- A fan artist's impression of Section 9's sign plate

Publication information
- Publisher: Kodansha (Japan), Dark Horse Comics (US) (CA)
- First appearance: Ghost in the Shell #03 "Junk Jungle" (1989) (after official formation)
- Created by: Masamune Shirow

In-story information
- Type of organization: Special law enforcement; Cyber threat intelligence and criminal intelligence unit; Offensive domestic counter-cyberterrorism actions;
- Leader(s): Daisuke Aramaki
- Agent(s): Motoko Kusanagi; Batou; Togusa; Maven; Ladriya; Borma; Ishikawa; Saito; Pazu; Proto; Azuma; Yano (Deceased); Hikagi; Soma; Purin Ezaki;

= Public Security Section 9 =

Fictional intelligence department

Public Security Section 9 (公安9課, Kōan Kyūka) is a fictional gendarmerie-style information security and intelligence department from Masamune Shirow's Ghost in the Shell manga and anime series. In the franchise, its jurisdiction exists under the Ministry of Home Affairs (内務省, Naimu-shō). In some translations, the name is given as Public Safety Section 9. In the original film, it is known as the Shell Squad or Security Police Section 9. In the original publication of the manga, it was known as Mobile Armored Riot Police Section 9. Regardless of translation, when spoken of by the characters, it is simply referred to as Section 9.

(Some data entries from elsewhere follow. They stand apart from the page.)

use crate::error::BridgeResult;
use crate::proxy::proxy_type;
use crate::time::from_cef_time;
use crate::types::TransitionType;
use cef_sys::cef_navigation_entry_t;
use chrono::{DateTime, Utc};
use url::Url;

proxy_type!(
    /// One entry of a browser's session history
    NavigationEntry,
    cef_navigation_entry_t
);

impl NavigationEntry {
    /// Whether the entry still refers to a history item
    pub fn is_valid(&self) -> bool {
        self.0.flag(self.0.table().is_valid)
    }

    /// Actual URL of the page; data URLs may be truncated by the library
    pub fn url(&self) -> BridgeResult<Option<Url>> {
        self.0.url(self.0.table().get_url)
    }

    pub fn display_url(&self) -> BridgeResult<Option<Url>> {
        self.0.url(self.0.table().get_display_url)
    }

    /// URL before any redirects
    pub fn original_url(&self) -> BridgeResult<Option<Url>> {
        self.0.url(self.0.table().get_original_url)
    }

    pub fn title(&self) -> BridgeResult<Option<String>> {
        self.0.string(self.0.table().get_title)
    }

    pub fn transition_type(&self) -> TransitionType {
        TransitionType::from_raw(self.0.value(self.0.table().get_transition_type))
    }

    pub fn has_post_data(&self) -> bool {
        self.0.flag(self.0.table().has_post_data)
    }

    pub fn frame_name(&self) -> BridgeResult<Option<String>> {
        self.0.string(self.0.table().get_frame_name)
    }

    /// When the navigation finished; `None` while it is in progress
    pub fn completion_time(&self) -> BridgeResult<Option<DateTime<Utc>>> {
        from_cef_time(&self.0.value(self.0.table().get_completion_time))
    }

    /// 0 when no response has been received
    pub fn http_status_code(&self) -> i32 {
        self.0.value(self.0.table().get_http_status_code)
    }
}

#[cfg(test)]
mod tests {
    use super::*;
    use crate::types::{TransitionQualifiers, TransitionSource};
    use cef_sys::{cef_time_t, TT_CLIENT_REDIRECT_FLAG, TT_LINK};
    use cef_testkit::{FakeNavigationEntry, LeakCheck, NavigationEntryState};
    use pretty_assertions::assert_eq;

    fn entry(state: NavigationEntryState) -> (FakeNavigationEntry, NavigationEntry) {
        let fake = FakeNavigationEntry::new(state);
        let entry = unsafe { NavigationEntry::wrap(&cef_testkit::api(), fake.ptr()) }.unwrap();
        (fake, entry)
    }

    #[test]
    fn test_title_reads_title_slot() {
        let (fake, entry) = entry(NavigationEntryState {
            title: Some("Example".to_string()),
            url: Some("https://example.com/".to_string()),
            ..Default::default()
        });
        assert_eq!(entry.title().unwrap().as_deref(), Some("Example"));
        assert_eq!(fake.calls(), vec!["title"]);
    }

    #[test]
    fn test_urls_and_status() {
        let check = LeakCheck::new();
        {
            let (_fake, entry) = entry(NavigationEntryState {
                is_valid: true,
                url: Some("https://example.com/final".to_string()),
                display_url: Some("https://example.com/final".to_string()),
                original_url: Some("http://example.com/".to_string()),
                transition_type: TT_LINK | TT_CLIENT_REDIRECT_FLAG,
                http_status_code: 200,
                ..Default::default()
            });
            assert!(entry.is_valid());
            assert_eq!(entry.original_url().unwrap().unwrap().as_str(), "http://example.com/");
            assert_eq!(entry.display_url().unwrap(), entry.url().unwrap());
            let transition = entry.transition_type();
            assert_eq!(transition.source, TransitionSource::Link);
            assert_eq!(transition.qualifiers, TransitionQualifiers::CLIENT_REDIRECT);
            assert_eq!(entry.http_status_code(), 200);
            assert!(!entry.has_post_data());
            assert_eq!(entry.frame_name().unwrap(), None);
        }
        check.assert_clean();
    }

    #[test]
    fn test_completion_time() {
        let (fake, entry) = entry(NavigationEntryState::default());
        assert_eq!(entry.completion_time().unwrap(), None);

        fake.state().completion_time = cef_time_t {
            year: 2023,
            month: 11,
            day_of_week: 3,
            day_of_month: 1,
            hour: 8,
            minute: 0,
            second: 0,
            millisecond: 0,
        };
        let time = entry.completion_time().unwrap().unwrap();
        assert_eq!(time.to_rfc3339(), "2023-11-01T08:00:00+00:00");
    }
}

The Section 9 is composed of former military officers, forensics scientists, and police detectives; these agents answer only to the Chief Director and the Prime Minister of Japan. Most information about Section 9 remains highly classified; the Ministry of Home Affairs does not comment on the details of its activities. The public at large is unaware that Section 9 even exists, though the National Diet and other security forces sections are generally aware of them as a black operations unit. This allows Section 9 to operate independently from governmental oversight, cutting through red tape and bureaucracy.

Many of Section-9's functions are unique, its activities in support of national security are comparable to those of the American FBI, the British MI5 and the Russian FSB. Their structure was based on the German GSG-9. Due to cross-training exercises in the past with the British Special Air Service's (SAS) 22nd Regiment, which also included personnel exchanges, Section 9's structure has been partially influenced by the SAS.

==History==
Public Security Section 9 was established as a search and rescue organization; its mission statement has evolved to meet the demands of an uncertain and changing world characterized by invisible enemies who can destabilize entire countries from a simple reach of their keyboard, and by a blurring of the lines—between war and politics, combatants and civilians, crime and terrorism—have become increasingly irrelevant.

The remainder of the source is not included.